And now, he takes his unconventional approach to fame to new heights by covering the December issue of Vogue all by his lonesome—something no man has never done before.

In the accompanying cover interview, Styles talks about how his fondness for playing dress-up goes all the way back to childhood, when his mother would put him and his sister Gemma into costumes, and when he was cast as a church mouse in a school play. “There’s so much joy to be had in playing with clothes. I’ve never really thought too much about what it means—it just becomes this extended part of creating something,” the musician said.

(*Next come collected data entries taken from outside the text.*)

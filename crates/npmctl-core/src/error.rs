// ── Core error types ──
//
// The three ways a reconciliation can fail. Every error is terminal for
// the current invocation: nothing is retried and nothing is rolled back.
// API errors are folded in with a context string naming the step that
// failed; the raw response body travels along as `detail`.

use thiserror::Error;

/// Unified error type for the core crate.
#[derive(Debug, Error)]
pub enum CoreError {
    /// Missing or contradictory input. Raised before any remote call
    /// whenever the input alone is enough to know.
    #[error("{message}")]
    Validation { message: String },

    /// Login rejected, or a login response without a token.
    #[error("{message}")]
    Auth { message: String },

    /// A CRUD call failed or answered with an unexpected status.
    #[error("{context}: {detail}")]
    Transport {
        context: &'static str,
        /// Raw response body, or the transport failure rendered as text.
        detail: String,
        /// HTTP status when the server answered at all.
        status: Option<u16>,
    },
}

impl CoreError {
    pub fn validation(message: impl Into<String>) -> Self {
        Self::Validation {
            message: message.into(),
        }
    }

    /// Wrap an API error that happened during `context`.
    pub fn transport(context: &'static str, err: &npmctl_api::Error) -> Self {
        Self::Transport {
            context,
            detail: err.detail(),
            status: err.status(),
        }
    }

    /// Translate a login failure: rejected credentials are `Auth`,
    /// anything that never reached a verdict is `Transport`.
    pub fn from_login(err: &npmctl_api::Error) -> Self {
        match err {
            npmctl_api::Error::Authentication { message } => Self::Auth {
                message: message.clone(),
            },
            other => Self::transport("error on fetching API token", other),
        }
    }

    pub fn is_validation(&self) -> bool {
        matches!(self, Self::Validation { .. })
    }
}

impl From<serde_json::Error> for CoreError {
    fn from(err: serde_json::Error) -> Self {
        Self::Transport {
            context: "error on encoding payload",
            detail: err.to_string(),
            status: None,
        }
    }
}
//! Storage abstraction trait
//!
//! This module defines the Storage trait that all storage backends must implement.

use crate::StorageBackend;
use async_trait::async_trait;
use bytes::Bytes;
use chrono::{DateTime, Utc};
use thiserror::Error;

/// Storage operation errors
#[derive(Debug, Error)]
pub enum StorageError {
    #[error("Upload failed: {0}")]
    UploadFailed(String),

    #[error("Download failed: {0}")]
    DownloadFailed(String),

    #[error("Delete failed: {0}")]
    DeleteFailed(String),

    #[error("List failed: {0}")]
    ListFailed(String),

    #[error("File not found: {0}")]
    NotFound(String),

    #[error("Invalid storage key: {0}")]
    InvalidKey(String),

    #[error("Storage backend error: {0}")]
    BackendError(String),

    #[error("IO error: {0}")]
    IoError(#[from] std::io::Error),

    #[error("Configuration error: {0}")]
    ConfigError(String),
}

/// Result type for storage operations
pub type StorageResult<T> = Result<T, StorageError>;

/// Metadata of one stored object, as returned by [`Storage::list`].
#[derive(Debug, Clone, PartialEq, Eq)]
pub struct ObjectMeta {
    /// Full storage key.
    pub key: String,
    pub size_bytes: u64,
    pub last_modified: DateTime<Utc>,
}

impl ObjectMeta {
    /// Last path segment of the key.
    pub fn name(&self) -> &str {
        self.key.rsplit('/').next().unwrap_or(&self.key)
    }
}

/// Storage abstraction trait
///
/// All storage backends (S3, local filesystem) implement this trait, so the artifact
/// store works with any backend without knowing where the bytes end up.
///
/// Writes to an existing key overwrite it (last write wins).
#[async_trait]
pub trait Storage: Send + Sync {
    /// Store `data` under `storage_key`, replacing any previous object.
    async fn put(&self, storage_key: &str, data: Bytes) -> StorageResult<()>;

    /// Fetch an object. Missing objects yield [`StorageError::NotFound`].
    async fn get(&self, storage_key: &str) -> StorageResult<Bytes>;

    /// Delete an object. Missing objects yield [`StorageError::NotFound`].
    async fn delete(&self, storage_key: &str) -> StorageResult<()>;

    /// List the objects directly or transitively under `prefix`.
    ///
    /// Order is whatever the backend produces; callers must not rely on it.
    async fn list(&self, prefix: &str) -> StorageResult<Vec<ObjectMeta>>;

    /// Check if an object exists
    async fn exists(&self, storage_key: &str) -> StorageResult<bool>;

    /// Make sure a key prefix can receive objects.
    ///
    /// Backends with real directories create them; flat object stores treat this as a no-op.
    async fn ensure_prefix(&self, prefix: &str) -> StorageResult<()>;

    /// Cheap connectivity probe used by the health endpoint.
    async fn health_check(&self) -> StorageResult<()>;

    /// Get the storage backend type
    fn backend_type(&self) -> StorageBackend;
}

#[cfg(test)]
mod tests {
    use super::*;

    #[test]
    fn test_object_meta_name() {
        let meta = ObjectMeta {
            key: "users/a/uploads/report.pdf".to_string(),
            size_bytes: 3,
            last_modified: Utc::now(),
        };
        assert_eq!(meta.name(), "report.pdf");
    }
}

That playfulness he’s developed over the years seems to be paying off as he becomes the arbiter of what could constitute a viral trend. Styles could wear just about anything and it would become a global sensation. Don’t believe that? Just take, for example, the sweater he wore for a rehearsal of the Today show in February. The color-blocked J.W. Anderson cardigan was reminiscent of a Rubik’s Cube, and in typical Styles fashion, it was accessorized with his signature pearl necklace. Naturally, the sweater adorned by Styles went viral, with fans knitting and crocheting their own interpretations of the cardigan and sharing the results on TikTok, which then “impressed” the designer Jonathan Anderson so much that he shared the pattern and a tutorial on YouTube so that anyone could have the Harry Styles Rubik’s Cube cardigan dupe for free.

If that’s not enough to make you believe in the extent of Styles’s impact, the Victoria & Albert Museum in London has requested to place the original J.W. Anderson cardigan in their institution. “It’s going to be in their permanent collection,” Styles’s stylist, Harry Lambert, excitedly told Vogue. “Is that not sick? Is that not the most epic thing?”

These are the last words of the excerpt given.